• **Task item**: Go through the records below line by line, counting those that contain the word "left"; answer with the count only.

• **Dataset entries**:
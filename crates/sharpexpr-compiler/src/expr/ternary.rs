//! `test ? a : b`

use sharpexpr_core::DataType;
use sharpexpr_syntax::Expr;

use super::{ExpressionBuilder, Result};
use crate::typed::TypedExpr;

pub(super) fn build_conditional(
    builder: &ExpressionBuilder<'_>,
    test: &Expr,
    if_true: &Expr,
    if_false: &Expr,
) -> Result<TypedExpr> {
    let test = builder.build(test)?;
    let if_true = builder.build(if_true)?;
    let if_false = builder.build(if_false)?;
    let test = builder.require_implicit(test, &DataType::bool())?;
    TypedExpr::conditional(builder.registry(), test, if_true, if_false)
}

#[cfg(test)]
mod tests {
    use super::*;
    use std::sync::Arc;

    use sharpexpr_core::BindError;

    use crate::binder::DefaultBinder;

    #[test]
    fn conditional_branches() {
        let registry = Arc::new(sharpexpr_modules::standard_registry().unwrap());
        let binder = DefaultBinder::new(Arc::clone(&registry));
        let builder = ExpressionBuilder::new(&binder);

        let typed = builder
            .build(&Expr::conditional(Expr::literal(true), Expr::literal(1), Expr::literal(2)))
            .unwrap();
        assert_eq!(typed.display(&registry).to_string(), "IIF(True, 1, 2)");
        assert_eq!(typed.data_type(), DataType::int32());

        let err = builder
            .build(&Expr::conditional(Expr::literal(1), Expr::literal(1), Expr::literal(2)))
            .unwrap_err();
        assert_eq!(
            err.to_string(),
            "Cannot implicitly convert type 'System.Int32' to 'System.Boolean'."
        );

        let err = builder
            .build(&Expr::conditional(Expr::literal(true), Expr::literal(1), Expr::literal(2.0)))
            .unwrap_err();
        assert!(matches!(err, BindError::Generic { .. }));
    }
}
//! The expression AST.
//!
//! A closed set of nine node kinds. Every child is owned by its parent through a
//! `Box`, so trees are immutable and acyclic once built.
//!
//! # Example
//!
//! ```
//! use sharpexpr_syntax::Expr;
//!
//! // name != lastName && name.Length > 0
//! let expr = Expr::binary(
//!     "&&",
//!     Expr::binary("!=", Expr::reference("name"), Expr::reference("lastName")),
//!     Expr::binary(
//!         ">",
//!         Expr::member(Expr::reference("name"), "Length"),
//!         Expr::literal(0),
//!     ),
//! );
//! assert_eq!(expr.to_string(), "((name != lastName) && (name.Length > 0))");
//! ```

use std::fmt;

use sharpexpr_core::{Value, eq_ignore_case};

/// A name token. Binding compares identifiers case-insensitively.
#[derive(Debug, Clone, PartialEq, Eq, Hash)]
pub struct Identifier {
    name: String,
}

impl Identifier {
    pub fn new(name: impl Into<String>) -> Self {
        Self { name: name.into() }
    }

    pub fn name(&self) -> &str {
        &self.name
    }

    /// Lower-cased form used as a lookup key.
    pub fn normalized(&self) -> String {
        self.name.to_lowercase()
    }

    pub fn matches(&self, other: &str) -> bool {
        eq_ignore_case(&self.name, other)
    }
}

impl fmt::Display for Identifier {
    fn fmt(&self, f: &mut fmt::Formatter<'_>) -> fmt::Result {
        f.write_str(&self.name)
    }
}

impl From<&str> for Identifier {
    fn from(name: &str) -> Self {
        Identifier::new(name)
    }
}

#[derive(Debug, Clone, Copy, PartialEq, Eq, Hash)]
pub enum UnaryType {
    /// `(T)x`; the operator token names the target type.
    Convert,
    Negate,
    Not,
    OnesComplement,
    UnaryPlus,
}

#[derive(Debug, Clone, PartialEq)]
pub enum Expr {
    Reference(Identifier),
    /// A constant already typed by the lexer.
    Literal(Value),
    Binary {
        op: Identifier,
        left: Box<Expr>,
        right: Box<Expr>,
    },
    Unary {
        op: Identifier,
        kind: UnaryType,
        operand: Box<Expr>,
    },
    Call {
        callee: Box<Expr>,
        args: Vec<Expr>,
    },
    Indexer {
        target: Box<Expr>,
        args: Vec<Expr>,
    },
    MemberAccess {
        target: Box<Expr>,
        /// A well-formed tree always has a `Reference` here.
        member: Box<Expr>,
    },
    Conditional {
        test: Box<Expr>,
        if_true: Box<Expr>,
        if_false: Box<Expr>,
    },
    Parenthesized(Box<Expr>),
}

impl Expr {
    pub fn reference(name: &str) -> Self {
        Expr::Reference(Identifier::new(name))
    }

    pub fn literal(value: impl Into<Value>) -> Self {
        Expr::Literal(value.into())
    }

    pub fn null() -> Self {
        Expr::Literal(Value::Null)
    }

    pub fn binary(op: &str, left: Expr, right: Expr) -> Self {
        Expr::Binary {
            op: Identifier::new(op),
            left: Box::new(left),
            right: Box::new(right),
        }
    }

    /// A unary operator; `op` is the token (`-`, `!`, `~`, `+`).
    pub fn unary(op: &str, kind: UnaryType, operand: Expr) -> Self {
        Expr::Unary {
            op: Identifier::new(op),
            kind,
            operand: Box::new(operand),
        }
    }

    pub fn negate(operand: Expr) -> Self {
        Expr::unary("-", UnaryType::Negate, operand)
    }

    pub fn not(operand: Expr) -> Self {
        Expr::unary("!", UnaryType::Not, operand)
    }

    /// `(type_name)operand`
    pub fn cast(type_name: &str, operand: Expr) -> Self {
        Expr::unary(type_name, UnaryType::Convert, operand)
    }

    pub fn call(callee: Expr, args: Vec<Expr>) -> Self {
        Expr::Call {
            callee: Box::new(callee),
            args,
        }
    }

    pub fn index(target: Expr, args: Vec<Expr>) -> Self {
        Expr::Indexer {
            target: Box::new(target),
            args,
        }
    }

    pub fn member(target: Expr, name: &str) -> Self {
        Expr::MemberAccess {
            target: Box::new(target),
            member: Box::new(Expr::reference(name)),
        }
    }

    /// `target.name(args)`
    pub fn method_call(target: Expr, name: &str, args: Vec<Expr>) -> Self {
        Expr::call(Expr::member(target, name), args)
    }

    pub fn conditional(test: Expr, if_true: Expr, if_false: Expr) -> Self {
        Expr::Conditional {
            test: Box::new(test),
            if_true: Box::new(if_true),
            if_false: Box::new(if_false),
        }
    }

    pub fn paren(inner: Expr) -> Self {
        Expr::Parenthesized(Box::new(inner))
    }
}

fn join(f: &mut fmt::Formatter<'_>, items: &[Expr]) -> fmt::Result {
    for (i, item) in items.iter().enumerate() {
        if i > 0 {
            f.write_str(", ")?;
        }
        write!(f, "{item}")?;
    }
    Ok(())
}

/// Source-like rendering used in diagnostics.
impl fmt::Display for Expr {
    fn fmt(&self, f: &mut fmt::Formatter<'_>) -> fmt::Result {
        match self {
            Expr::Reference(name) => write!(f, "{name}"),
            Expr::Literal(value) => match value {
                Value::Null => f.write_str("null"),
                Value::Bool(b) => write!(f, "{b}"),
                Value::String(s) => write!(f, "\"{s}\""),
                Value::Char(c) => write!(f, "'{c}'"),
                other => write!(f, "{other}"),
            },
            Expr::Binary { op, left, right } => write!(f, "({left} {op} {right})"),
            Expr::Unary { op, kind, operand } => match kind {
                UnaryType::Convert => write!(f, "{operand}:{op}"),
                _ => write!(f, "{op}({operand})"),
            },
            Expr::Call { callee, args } => {
                write!(f, "{callee}(")?;
                join(f, args)?;
                f.write_str(")")
            }
            Expr::Indexer { target, args } => {
                write!(f, "{target}[")?;
                join(f, args)?;
                f.write_str("]")
            }
            Expr::MemberAccess { target, member } => write!(f, "{target}.{member}"),
            Expr::Conditional {
                test,
                if_true,
                if_false,
            } => write!(f, "{test} ? {if_true} : {if_false}"),
            Expr::Parenthesized(inner) => write!(f, "({inner})"),
        }
    }
}

#[cfg(test)]
mod tests {
    use super::*;

    #[test]
    fn identifiers_match_case_insensitively() {
        let id = Identifier::new("LastName");
        assert!(id.matches("lastname"));
        assert_eq!(id.normalized(), "lastname");
        assert_eq!(id.to_string(), "LastName");
    }

    #[test]
    fn literal_rendering() {
        assert_eq!(Expr::null().to_string(), "null");
        assert_eq!(Expr::literal(true).to_string(), "true");
        assert_eq!(Expr::literal("hi").to_string(), "\"hi\"");
        assert_eq!(Expr::literal('c').to_string(), "'c'");
        assert_eq!(Expr::literal(1.5).to_string(), "1.5");
    }

    #[test]
    fn compound_rendering() {
        let call = Expr::method_call(Expr::reference("Math"), "Max", vec![Expr::literal(1), Expr::literal(2)]);
        assert_eq!(call.to_string(), "Math.Max(1, 2)");
        let cast = Expr::cast("int", Expr::reference("x"));
        assert_eq!(cast.to_string(), "x:int");
        let neg = Expr::negate(Expr::literal(3));
        assert_eq!(neg.to_string(), "-(3)");
        let cond = Expr::conditional(Expr::reference("a"), Expr::literal(1), Expr::literal(2));
        assert_eq!(cond.to_string(), "a ? 1 : 2");
        let idx = Expr::index(Expr::reference("arr"), vec![Expr::literal(0)]);
        assert_eq!(Expr::paren(idx).to_string(), "(arr[0])");
    }
}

• **Result of the task**: 4